Ainda quero ler os livros russos da minha estante, são livros lindos, bem traduzidos em edições primorosas, mas de repente me sentir sufocada pelas paredes da casa e os muros do quintal. Senti vontade de da uma volta por ai, como atualmente dar voltas é um ato insalubre, optei viajar pelos reinos da fantasia do planeta Terra.
Lendo "Volta ao Mundo em 52 História" viajei por diversos lugares da Terra, dei vários pulos pela Europa, uma volta na Ásia, desembarquei em praias das ilhas da Oceania, respirei o calor intoxicante das cidades do Oriente Médio, visitei povos da África e caminhei através das Américas do Norte, Central e Sul. Foi magico e maravilhoso! O livro foi escrito de uma forma suave de maneira a ser lido por pessoas alfabetizadas de todas as idades, mas fiz questão de ir de vagar para apreciar mais a viagem, as mudanças de temas e as diferentes temperaturas do mundo.
As histórias foram divididas em quatro grupos: "Encantamentos", onde se narram histórias nas quais os personagens são de alguma forma encantados por seres mágicos como fadas ou bruxas; "Trapos e Plumas", onde se narram histórias nas quais os protagonistas enriquecem da noite para o dia; "Heróis e Heroínas", histórias onde o/a protagonista precisa mostrar valentia para chegar a seu final feliz; e "O Amor Tudo Vence", histórias nas quais o amor vence os enganos.
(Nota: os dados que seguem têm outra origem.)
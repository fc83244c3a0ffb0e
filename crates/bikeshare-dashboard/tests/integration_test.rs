//! Integration tests for dashboard generation

use std::fs;
use std::path::Path;

use bikeshare_common::test_utils::{create_temp_dir, init_test_logging, write_sample_datasets};
use bikeshare_config::Config;
use bikeshare_dashboard::{generate, INDEX_FILE, SUMMARY_FILE};
use chrono::NaiveDate;

fn config_for(dir: &Path) -> Config {
    let (day, hour) = write_sample_datasets(dir);
    let mut config = Config::default();
    config.data.day_csv = day.display().to_string();
    config.data.hour_csv = hour.display().to_string();
    config.dashboard.output_dir = dir.join("out").display().to_string();
    config
}

#[test]
fn test_generates_page_with_every_enabled_chart() {
    init_test_logging();
    let dir = create_temp_dir();
    let config = config_for(dir.path());

    let report = generate(&config).unwrap();
    let page = fs::read_to_string(&report.index_path).unwrap();

    assert_eq!(report.sections, 7);
    assert_eq!(report.charts, 19);
    assert_eq!(page.matches("<svg").count(), report.charts);
    assert!(page.contains("Total Users"));
    assert!(page.contains("20,936"));
    assert!(page.contains("Casual Users"));
    assert!(page.contains("4,654"));
    assert!(page.contains("Registered Users"));
    assert!(page.contains("16,282"));
    assert!(page.contains("2011-01-01 to 2012-12-31"));
    assert!(report.json_path.is_none());
    assert!(!dir.path().join("out").join(SUMMARY_FILE).exists());
}

#[test]
fn test_disabled_sections_drop_their_charts() {
    let dir = create_temp_dir();
    let mut config = config_for(dir.path());
    config.charts.sections.environment = false;
    config.charts.sections.special_days = false;

    let report = generate(&config).unwrap();
    let page = fs::read_to_string(&report.index_path).unwrap();

    assert_eq!(report.charts, 19 - 5 - 2);
    assert_eq!(page.matches("<svg").count(), report.charts);
    assert!(!page.contains(r#"id="environment""#));
}

#[test]
fn test_json_summary_export() {
    let dir = create_temp_dir();
    let mut config = config_for(dir.path());
    config.dashboard.write_json = true;
    config.dashboard.start_date = NaiveDate::from_ymd_opt(2012, 1, 1);

    let report = generate(&config).unwrap();
    let json_path = report.json_path.clone().unwrap();
    assert!(json_path.ends_with(SUMMARY_FILE));

    let json: serde_json::Value = serde_json::from_str(&fs::read_to_string(json_path).unwrap()).unwrap();
    assert_eq!(json["metrics"]["total"], 7403 + 2729);
    assert_eq!(json["range"]["start"], "2012-01-01");
    assert_eq!(json["range"]["end"], "2012-12-31");
    assert_eq!(json["by_hour"].as_array().unwrap().len(), 24);
}

#[test]
fn test_window_outside_data_renders_zeros() {
    let dir = create_temp_dir();
    let mut config = config_for(dir.path());
    config.dashboard.start_date = NaiveDate::from_ymd_opt(2014, 1, 1);
    config.dashboard.end_date = NaiveDate::from_ymd_opt(2014, 12, 31);

    let report = generate(&config).unwrap();
    assert_eq!(report.metrics.total, 0);
    assert_eq!(report.metrics.casual + report.metrics.registered, 0);

    let page = fs::read_to_string(dir.path().join("out").join(INDEX_FILE)).unwrap();
    assert_eq!(page.matches("<svg").count(), 19);
    assert!(page.contains("No data"));
}

#[test]
fn test_reversed_window_is_rejected() {
    let dir = create_temp_dir();
    let mut config = config_for(dir.path());
    config.dashboard.start_date = NaiveDate::from_ymd_opt(2012, 6, 1);
    config.dashboard.end_date = NaiveDate::from_ymd_opt(2012, 1, 1);

    let err = generate(&config).unwrap_err();
    assert!(format!("{err:#}").contains("after end date"));
}

#[test]
fn test_missing_dataset_is_fatal() {
    let dir = create_temp_dir();
    let mut config = config_for(dir.path());
    config.data.hour_csv = dir.path().join("absent.csv").display().to_string();

    let err = generate(&config).unwrap_err();
    assert!(format!("{err:#}").contains("absent.csv"));
    assert!(!dir.path().join("out").join(INDEX_FILE).exists());
}
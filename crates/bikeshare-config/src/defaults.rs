//! Default values for every configuration section.

use crate::schema::*;

/// Default path of the daily dataset.
pub const DEFAULT_DAY_CSV: &str = "main_day.csv";
/// Default path of the hourly dataset.
pub const DEFAULT_HOUR_CSV: &str = "main_hour.csv";

/// Temperature values are divided by 41 (max) in the dataset.
pub const TEMPERATURE_MAX: f64 = 41.0;
/// Feeling temperature values are divided by 50 (max).
pub const FEELING_TEMPERATURE_MAX: f64 = 50.0;
/// Humidity values are divided by 100 (max).
pub const HUMIDITY_MAX: f64 = 100.0;
/// Windspeed values are divided by 67 (max).
pub const WINDSPEED_MAX: f64 = 67.0;

impl Default for DataConfig {
    fn default() -> Self {
        Self {
            day_csv: DEFAULT_DAY_CSV.to_string(),
            hour_csv: DEFAULT_HOUR_CSV.to_string(),
        }
    }
}

impl Default for DashboardConfig {
    fn default() -> Self {
        Self {
            title: "Bike Sharing Data Analysis Dashboard".to_string(),
            output_dir: "dashboard".to_string(),
            write_json: false,
            start_date: None,
            end_date: None,
        }
    }
}

impl Default for ScaleConfig {
    fn default() -> Self {
        Self {
            temperature: TEMPERATURE_MAX,
            feeling_temperature: FEELING_TEMPERATURE_MAX,
            humidity: HUMIDITY_MAX,
            windspeed: WINDSPEED_MAX,
        }
    }
}

impl Default for ChartsConfig {
    fn default() -> Self {
        Self {
            width: 960,
            height: 480,
            enable_grid: true,
            colors: ColorsConfig::default(),
            sections: SectionsConfig::default(),
        }
    }
}

impl Default for ColorsConfig {
    fn default() -> Self {
        Self {
            background: "#ffffff".to_string(),
            primary: "#1f77b4".to_string(),
            casual: "#ff7f0e".to_string(),
            registered: "#1f77b4".to_string(),
            years: vec!["#08306b".to_string(), "#e6550d".to_string()],
            // GnBu-style ramp, light to dark
            categories: vec![
                "#ccebc5".to_string(),
                "#a8ddb5".to_string(),
                "#7bccc4".to_string(),
                "#4eb3d3".to_string(),
                "#2b8cbe".to_string(),
                "#0868ac".to_string(),
                "#084081".to_string(),
            ],
        }
    }
}

impl Default for SectionsConfig {
    fn default() -> Self {
        Self {
            monthly_performance: true,
            time_performance: true,
            special_days: true,
            environment: true,
            hourly: true,
            user_patterns: true,
            special_day_metrics: true,
        }
    }
}
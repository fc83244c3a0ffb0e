//! Integration tests for bikeshare-data crate.

use bikeshare_common::test_utils::{
    create_temp_dir, sample_days, to_csv, write_fixture, write_sample_datasets, DAY_HEADER,
};
use bikeshare_common::BikeshareError;
use bikeshare_data::{Dataset, DateRange};
use chrono::NaiveDate;

fn date(y: i32, m: u32, d: u32) -> NaiveDate {
    NaiveDate::from_ymd_opt(y, m, d).unwrap()
}

#[test]
fn test_load_filter_and_totals() {
    let dir = create_temp_dir();
    let (day, hour) = write_sample_datasets(dir.path());
    let dataset = Dataset::load(&day, &hour).unwrap();

    let range = DateRange::new(date(2012, 1, 1), date(2012, 12, 31)).unwrap();
    let year_2012 = dataset.filter(&range);
    assert_eq!(year_2012.daily().len(), 2);
    assert!(year_2012.daily().iter().all(|r| r.year == 2012));
    assert!(year_2012.hourly().iter().all(|r| r.year == 2012));

    for record in dataset.daily().iter().chain(dataset.hourly()) {
        assert_eq!(record.casual + record.registered, record.total);
    }
}

#[test]
fn test_bad_row_aborts_load_with_location() {
    let dir = create_temp_dir();
    let (_, hour) = write_sample_datasets(dir.path());

    // Sixth data row, 2011-06-15: total no longer matches casual + registered
    let csv = to_csv(DAY_HEADER, &sample_days()).replace(",846,4261,5107", ",846,4261,5108");
    let broken = write_fixture(dir.path(), "broken_day.csv", &csv);

    let err = Dataset::load(&broken, &hour).unwrap_err();
    match err {
        BikeshareError::Data { path, line, message } => {
            assert!(path.ends_with("broken_day.csv"));
            assert_eq!(line, Some(7));
            assert!(message.contains("cnt"));
        }
        other => panic!("unexpected error: {other}"),
    }
}

#[test]
fn test_reversed_range_is_rejected() {
    assert!(DateRange::new(date(2011, 12, 31), date(2011, 1, 1))
        .unwrap_err()
        .is_validation());
}
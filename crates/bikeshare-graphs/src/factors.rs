//! Environmental factors and their bucketed rental totals

use bikeshare_common::Result;
use bikeshare_config::ScaleConfig;
use bikeshare_data::RentalRecord;
use serde::Serialize;
use tracing::debug;

use crate::bucketizer::{bucketize, Bucket};

/// Normalized environmental reading carried by every record
#[derive(Debug, Clone, Copy, PartialEq, Eq, Hash, Serialize)]
#[serde(rename_all = "snake_case")]
pub enum EnvironmentalFactor {
    Temperature,
    FeelingTemperature,
    Humidity,
    Windspeed,
}

impl EnvironmentalFactor {
    pub const ALL: [EnvironmentalFactor; 4] = [
        EnvironmentalFactor::Temperature,
        EnvironmentalFactor::FeelingTemperature,
        EnvironmentalFactor::Humidity,
        EnvironmentalFactor::Windspeed,
    ];

    pub fn name(self) -> &'static str {
        match self {
            EnvironmentalFactor::Temperature => "Temperature",
            EnvironmentalFactor::FeelingTemperature => "Feeling Temperature",
            EnvironmentalFactor::Humidity => "Humidity",
            EnvironmentalFactor::Windspeed => "Windspeed",
        }
    }

    /// Display unit of the scaled reading
    pub fn unit(self) -> &'static str {
        match self {
            EnvironmentalFactor::Temperature | EnvironmentalFactor::FeelingTemperature => "Celsius",
            EnvironmentalFactor::Humidity => "%",
            EnvironmentalFactor::Windspeed => "km/h",
        }
    }

    /// Normalized reading of this factor on a record
    pub fn reading(self, record: &RentalRecord) -> f64 {
        match self {
            EnvironmentalFactor::Temperature => record.temp,
            EnvironmentalFactor::FeelingTemperature => record.atemp,
            EnvironmentalFactor::Humidity => record.humidity,
            EnvironmentalFactor::Windspeed => record.windspeed,
        }
    }

    /// Real-world maximum configured for this factor
    pub fn scale(self, scales: &ScaleConfig) -> f64 {
        match self {
            EnvironmentalFactor::Temperature => scales.temperature,
            EnvironmentalFactor::FeelingTemperature => scales.feeling_temperature,
            EnvironmentalFactor::Humidity => scales.humidity,
            EnvironmentalFactor::Windspeed => scales.windspeed,
        }
    }
}

/// Total rentals per factor bucket
#[derive(Debug, Clone, PartialEq, Serialize)]
pub struct FactorBuckets {
    pub factor: EnvironmentalFactor,
    pub unit: &'static str,
    pub scale: f64,
    pub buckets: Vec<Bucket>,
}

/// Bucketize the record totals by one environmental factor
pub fn bucketize_factor(
    records: &[RentalRecord],
    factor: EnvironmentalFactor,
    scale: f64,
) -> Result<FactorBuckets> {
    let buckets = bucketize(records.iter().map(|r| (factor.reading(r), r.total)), scale)?;
    debug!(factor = factor.name(), rows = records.len(), "Bucketized factor");
    Ok(FactorBuckets {
        factor,
        unit: factor.unit(),
        scale,
        buckets,
    })
}

/// Bucketize every factor with its configured scale
pub fn bucketize_all(records: &[RentalRecord], scales: &ScaleConfig) -> Result<Vec<FactorBuckets>> {
    EnvironmentalFactor::ALL
        .iter()
        .map(|&factor| bucketize_factor(records, factor, factor.scale(scales)))
        .collect()
}
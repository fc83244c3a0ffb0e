//! Fixture datasets for unit tests

use bikeshare_common::test_utils::{sample_days, sample_hours, to_csv, DAY_HEADER, HOUR_HEADER};
use bikeshare_data::{read_records, Dataset, TableKind};

/// The shared sample tables parsed through the real CSV path
pub fn sample_dataset() -> Dataset {
    let daily = read_records(
        to_csv(DAY_HEADER, &sample_days()).as_bytes(),
        "sample_day",
        TableKind::Daily,
    )
    .expect("sample daily table is valid");
    let hourly = read_records(
        to_csv(HOUR_HEADER, &sample_hours()).as_bytes(),
        "sample_hour",
        TableKind::Hourly,
    )
    .expect("sample hourly table is valid");
    Dataset::new(daily, hourly)
}
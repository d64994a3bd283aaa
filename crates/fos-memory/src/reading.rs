//! Total physical memory readings.

use serde::{Deserialize, Serialize};
use std::fmt;

/// Total physical memory in kilobytes, or unknown (0).
#[derive(Debug, Clone, Copy, Default, PartialEq, Eq, PartialOrd, Ord, Hash, Serialize, Deserialize)]
#[serde(transparent)]
pub struct MemoryReading(u64);

impl MemoryReading {
    /// The reading used when the report could not be read or trusted.
    pub const UNKNOWN: Self = Self(0);

    /// Wrap a raw kilobyte value. 0 means unknown.
    pub fn from_kb(kb: u64) -> Self {
        Self(kb)
    }

    /// Raw kilobytes (0 when unknown).
    pub fn kilobytes(&self) -> u64 {
        self.0
    }

    /// Whole megabytes, rounded down.
    pub fn megabytes(&self) -> u64 {
        self.0 / 1024
    }

    /// Whether the reading came from a usable report.
    pub fn is_known(&self) -> bool {
        self.0 > 0
    }
}

impl fmt::Display for MemoryReading {
    fn fmt(&self, f: &mut fmt::Formatter<'_>) -> fmt::Result {
        if self.is_known() {
            f.write_str(&format_kb(self.0))
        } else {
            f.write_str("unknown")
        }
    }
}

/// Format a kilobyte count for display.
pub fn format_kb(kb: u64) -> String {
    const MB: u64 = 1024;
    const GB: u64 = MB * 1024;

    if kb >= GB {
        format!("{:.2} GB", kb as f64 / GB as f64)
    } else if kb >= MB {
        format!("{:.2} MB", kb as f64 / MB as f64)
    } else {
        format!("{} kB", kb)
    }
}

#[cfg(test)]
mod tests {
    use super::*;

    #[test]
    fn test_unknown_reading() {
        let reading = MemoryReading::UNKNOWN;
        assert!(!reading.is_known());
        assert_eq!(reading.megabytes(), 0);
        assert_eq!(reading.to_string(), "unknown");
    }

    #[test]
    fn test_megabytes_round_down() {
        // 400000 kB is ~390.6 MB
        assert_eq!(MemoryReading::from_kb(400_000).megabytes(), 390);
        assert_eq!(MemoryReading::from_kb(800_000).megabytes(), 781);
        assert_eq!(MemoryReading::from_kb(524_287).megabytes(), 511);
        assert_eq!(MemoryReading::from_kb(524_288).megabytes(), 512);
    }

    #[test]
    fn test_format_kb() {
        assert_eq!(format_kb(500), "500 kB");
        assert_eq!(format_kb(1024), "1.00 MB");
        assert_eq!(format_kb(800_000), "781.25 MB");
        assert_eq!(format_kb(2 * 1024 * 1024), "2.00 GB");
    }
}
Dentro dessas subdivisões encontrarmos tanto histórias clássicas como a de "Branca de Neve", "Chapeuzinho Vermelho", "Rapunzel" e "Cinderela" como história que soarão inéditas a muitos ouvidos. Nunca tinha lido "Por que o mar tanto chora", uma história do litoral nordestino na qual se conta como uma princesa encontra seu príncipe ao longo de um Carnaval auxiliada por uma cobra chamada Dona Labismina.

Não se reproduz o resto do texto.